High Precision Recognition Method of Small Area Fingerprints Based on Machine Vision
Abstract
The realm of fingerprint recognition often encounters challenges in the precise identification of feature points within small regions due to limited information availability. This can hinder recognition accuracy, particularly in forensic investigations. To address this, this paper introduces a novel machine vision technique tailored for small-area fingerprint recognition. The proposed method meticulously extracts intricate features and enhances image clarity, resulting in improved recognition precision. Furthermore, it explores promising applications in biometric security systems and access control.
Introduction
Fingerprints, with their unique and enduring characteristics, have long been employed for personal identification. Traditional fingerprint recognition methodologies rely on the identification of specific features, known as minutiae points, within fingerprint images. However, these methods often falter when confronted with small-area fingerprints, frequently encountered in restricted regions of larger fingerprint images or on objects with limited surface area. The scarcity of information in such fingerprints poses a challenge in accurately identifying feature points, leading to compromised recognition accuracy.
Proposed Method
To overcome the limitations of conventional techniques in small-area fingerprint recognition, this paper presents an innovative approach grounded in machine vision. At the heart of the proposed method lies a descriptor that meticulously analyzes estimated values of critical fingerprint parameters. Utilizing this descriptor, the method extracts detailed feature points and constructs a frequency field. This field serves as a pivotal tool in enhancing the clarity of the small-area fingerprint image, thereby improving its quality and facilitating the extraction of intricate features.
Experimental Results
To rigorously evaluate the efficacy of the proposed method, extensive experiments were conducted. The results resoundingly demonstrated the method’s prowess in accurately extracting detailed features from seemingly obscure fingerprint images.

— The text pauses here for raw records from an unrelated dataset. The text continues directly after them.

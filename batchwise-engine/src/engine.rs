//! Caller-facing batch engine.
//!
//! [`BatchEngine`] owns the queue, the per-type batch windows, the executor and
//! the result store. It is a cheap `Clone` handle; all clones share state.
//! Background work (window timers and batch execution) runs on the tokio
//! runtime that was current when the engine was built, so callers may enqueue
//! from synchronous code.
//!
//! Locks are always taken in the order windows, queue, result store, and none
//! is held across an await.

use std::collections::HashMap;
use std::sync::atomic::{AtomicBool, AtomicUsize, Ordering};
use std::sync::{Arc, Weak};
use std::time::Duration;

use parking_lot::Mutex;
use serde_json::Value;
use tokio::runtime::Handle;
use tokio::task::JoinHandle;
use tokio::time::Instant;
use tracing::{debug, info, warn};

use crate::batcher::{
    Batch, BatchExecutor, BatchMetrics, BatchWindow, EngineConfig, MetricsSnapshot, RequestQueue,
    Step, Trigger,
};
use crate::client::InferenceClient;
use crate::error::EngineError;
use crate::metrics::{self, prometheus as prom};
use crate::results::{wait_for_result, ResultStore};
use crate::savings::{FixedMultiplier, SavingsEstimator};
use crate::sink::{MetricsSink, TracingSink};
use crate::templates::TemplateRegistry;
use crate::types::{
    BatchResult, EnqueueOptions, Enqueued, InferenceRequest, InferenceResult, Priority, QueueStats,
    RequestId, RequestType, ResultLookup, ResultStatus,
};

/// Window and timer for one request type
struct TypeSlot {
    window: BatchWindow,
    timer: Option<JoinHandle<()>>,
    /// Bumped on every arm and disarm; a timer only acts if its generation is current
    generation: u64,
}

impl TypeSlot {
    fn disarm(&mut self) {
        if let Some(timer) = self.timer.take() {
            timer.abort();
        }
        self.generation += 1;
    }
}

Remarkably, the average recognition time was significantly reduced compared to conventional approaches, boasting a reduction of over 50%. Additionally, the technique exhibited a more uniform distribution of feature points, excelling in the identification of ridge features on image edges.
Potential Applications
The proposed machine vision technology’s implications extend beyond forensic science. Its enhancements in efficiency and accuracy hold the potential to bolster the reliability of biometric authentication systems employed in security systems and access control. The method’s ability to extract detailed features from small-area fingerprints can elevate the performance of biometric systems, particularly in scenarios where only partial fingerprints are available.
Conclusion
The proposed high precision recognition method for small area fingerprints, leveraging the power of machine vision, represents a significant advancement in fingerprint recognition technology. It effectively addresses the limitations of conventional techniques in handling small-area fingerprints, culminating in improved recognition accuracy and reduced processing time. The method also ventures into potential applications in biometric security systems and access control, underscoring its versatility and practical significance.